Frederik Vilhelm Conrad Holck (28 September 1745 – 7 December 1800) was a Danish nobleman and courtier.

==Career==
Through his parents, he was part of the Holck and Winterfeldt noble families and came to court as a chamber page at a young age. He was a favorite companion of king Christian VII of Denmark during the first years of his reign, and were regarded to have a bad influence upon the monarch by encouraging him in decadent pleasures and by distancing him from his consort Queen Caroline Matilda.
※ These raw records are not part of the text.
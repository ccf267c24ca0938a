//! Keyword-based tone scoring.
//!
//! # Responsibility
//! - Classify a piece of correspondence text as positive, negative or
//!   neutral by counting fixed marker words.
//! - Stay independent of the insight aggregation so a real sentiment model
//!   can replace it through `ToneScorer`.
//!
//! # Invariants
//! - Matching is case-insensitive and whole-word only.
//! - Equal positive and negative hit counts (including zero) score neutral.

use once_cell::sync::Lazy;
use regex::Regex;
use serde::Serialize;

const POSITIVE_MARKERS: &[&str] = &[
    "thanks",
    "thank you",
    "grateful",
    "appreciate",
    "great",
    "wonderful",
    "glad",
    "happy",
    "love",
    "delighted",
    "excited",
    "congratulations",
];

const NEGATIVE_MARKERS: &[&str] = &[
    "sorry",
    "unfortunately",
    "apologize",
    "regret",
    "sad",
    "upset",
    "angry",
    "frustrated",
    "disappointed",
    "worried",
    "problem",
    "bad news",
];

static POSITIVE_RE: Lazy<Regex> =
    Lazy::new(|| marker_regex(POSITIVE_MARKERS).expect("valid positive marker regex"));
static NEGATIVE_RE: Lazy<Regex> =
    Lazy::new(|| marker_regex(NEGATIVE_MARKERS).expect("valid negative marker regex"));

/// Coarse tone of one entry.
#[derive(Debug, Clone, Copy, PartialEq, Eq, Serialize)]
#[serde(rename_all = "snake_case")]
pub enum Tone {
    Positive,
    Negative,
    Neutral,
}

/// Per-tone entry counts.
#[derive(Debug, Clone, Copy, Default, PartialEq, Eq, Serialize)]
pub struct ToneTally {
    pub positive: u32,
    pub negative: u32,
    pub neutral: u32,
}

impl ToneTally {
    /// Counts one scored entry.
    pub fn record(&mut self, tone: Tone) {
        match tone {
            Tone::Positive => self.positive += 1,
            Tone::Negative => self.negative += 1,
            Tone::Neutral => self.neutral += 1,
        }
    }

    pub fn total(&self) -> u32 {
        self.positive + self.negative + self.neutral
    }
}

/// Scores free text into a tone.
pub trait ToneScorer {
    fn score(&self, text: &str) -> Tone;
}

/// Default scorer: counts positive vs negative marker words.
#[derive(Debug, Clone)]
pub struct KeywordToneScorer {
    positive: Regex,
    negative: Regex,
}

impl Default for KeywordToneScorer {
    fn default() -> Self {
        Self {
            positive: POSITIVE_RE.clone(),
            negative: NEGATIVE_RE.clone(),
        }
    }
}

impl KeywordToneScorer {
    /// Builds a scorer from caller-supplied marker lists.
    ///
    /// Markers are matched literally; regex metacharacters are escaped.
    pub fn with_markers(positive: &[&str], negative: &[&str]) -> Result<Self, regex::Error> {
        Ok(Self {
            positive: marker_regex(positive)?,
            negative: marker_regex(negative)?,
        })
    }

    /// Returns `(positive_hits, negative_hits)` for `text`.
    pub fn count_hits(&self, text: &str) -> (usize, usize) {
        (
            self.positive.find_iter(text).count(),
            self.negative.find_iter(text).count(),
        )
    }
}

impl ToneScorer for KeywordToneScorer {
    fn score(&self, text: &str) -> Tone {
        let (positive, negative) = self.count_hits(text);
        match positive.cmp(&negative) {
            std::cmp::Ordering::Greater => Tone::Positive,
            std::cmp::Ordering::Less => Tone::Negative,
            std::cmp::Ordering::Equal => Tone::Neutral,
        }
    }
}

fn marker_regex(markers: &[&str]) -> Result<Regex, regex::Error> {
    let patterns = markers
        .iter()
        .map(|marker| {
            marker
                .split_whitespace()
                .map(regex::escape)
                .collect::<Vec<_>>()
                .join(r"\s+")
        })
        .filter(|pattern| !pattern.is_empty())
        .collect::<Vec<_>>();
    if patterns.is_empty() {
        // Never matches.
        return Regex::new(r"\b\B");
    }
    Regex::new(&format!(r"(?i)\b(?:{})\b", patterns.join("|")))
}

#[cfg(test)]
mod tests {
    use super::{KeywordToneScorer, Tone, ToneScorer, ToneTally};

    #[test]
    fn counts_whole_word_markers_case_insensitively() {
        let scorer = KeywordToneScorer::default();
        let (positive, negative) =
            scorer.count_hits("THANKS for the Great news. Sorry I was late. Thank  you!");
        assert_eq!(positive, 3);
        assert_eq!(negative, 1);
        assert_eq!(scorer.count_hits("greatly unsadness"), (0, 0));
    }

    #[test]
    fn score_compares_hit_counts() {
        let scorer = KeywordToneScorer::default();
        assert_eq!(scorer.score("so glad and happy"), Tone::Positive);
        assert_eq!(scorer.score("unfortunately, bad news"), Tone::Negative);
        assert_eq!(scorer.score("thanks, but sorry"), Tone::Neutral);
        assert_eq!(scorer.score(""), Tone::Neutral);
    }

    #[test]
    fn custom_markers_replace_defaults() {
        let scorer = KeywordToneScorer::with_markers(&["kudos", "well done"], &[]).unwrap();
        assert_eq!(scorer.count_hits("Kudos, well  done on the rewrite"), (2, 0));
        assert_eq!(scorer.count_hits("welldone kudosy"), (0, 0));
        assert_eq!(scorer.score("nothing here"), Tone::Neutral);
    }

    #[test]
    fn blank_markers_are_ignored() {
        let scorer = KeywordToneScorer::with_markers(&["kudos", "", "  "], &[" "]).unwrap();
        assert_eq!(scorer.count_hits("Kudos to the whole team"), (1, 0));
        assert_eq!(scorer.count_hits("plain words here"), (0, 0));
    }

    #[test]
    fn tally_records_each_tone() {
        let mut tally = ToneTally::default();
        tally.record(Tone::Positive);
        tally.record(Tone::Positive);
        tally.record(Tone::Neutral);
        assert_eq!(
            tally,
            ToneTally {
                positive: 2,
                negative: 0,
                neutral: 1
            }
        );
        assert_eq!(tally.total(), 3);
    }
}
He was appointed Chamberlain in 1767 and Privy Councilor (geheimeråd) in 1769. In 1768 he was awarded the Ordre de l'Union Parfaite and the Order of the Dannebrog.

In 1770, however, he was removed from court upon the influence of royal physician Johann Friedrich Struensee and replaced by Royal Chamberlain Enevold Brandt. In 1789, he obtained the office of county governor over Kiel, Cronshagen and Bordesholm. The remainder of his life was spent at Kiel.

== Personal life ==
Frederik Vilhelm Conrad Holck was born on 28 September 1745 at Orebygård to Major General Christian Christopher Holck (1698–1774) and Ermegaard Sophie Winterfeldt (1702–1756). He was one of eleven children, including Margrethe von der Lühe and Gustav Frederik Holck-Winterfeldt. He was raised on the family estate at Guldborgsund.

On 20 April 1768 he married Christiane de Stockfleth (1751–1768). After the death of his first wife, he remarried on 28 September 1769 to Juliane Sophie Grevinde Danneskiold Laurvig (1757–1790), daughter of Christian Conrad Danneskiold-Laurvig. He and Juliane Sophie had 9 children: Sophie Dorothea Louise (1774–1862), Christopher Conrad (1775–1810), Anna (1778–1835), Chritiane Margrethe (1779–1784), Frederikke Ernestine (1784–1838), Harald (1785–1839), Louise Augusta (1787–1867), Juliane Marie Cornelia (1788), and Julius Carl Christian (1789–1857).

He was married a third time in 1799 to Elisabeth Christine Anna von Ende (1761–1823), with whom he had a daughter: Ermegard Adelheid (1799). Holck died on 7 December 1800 in Kiel.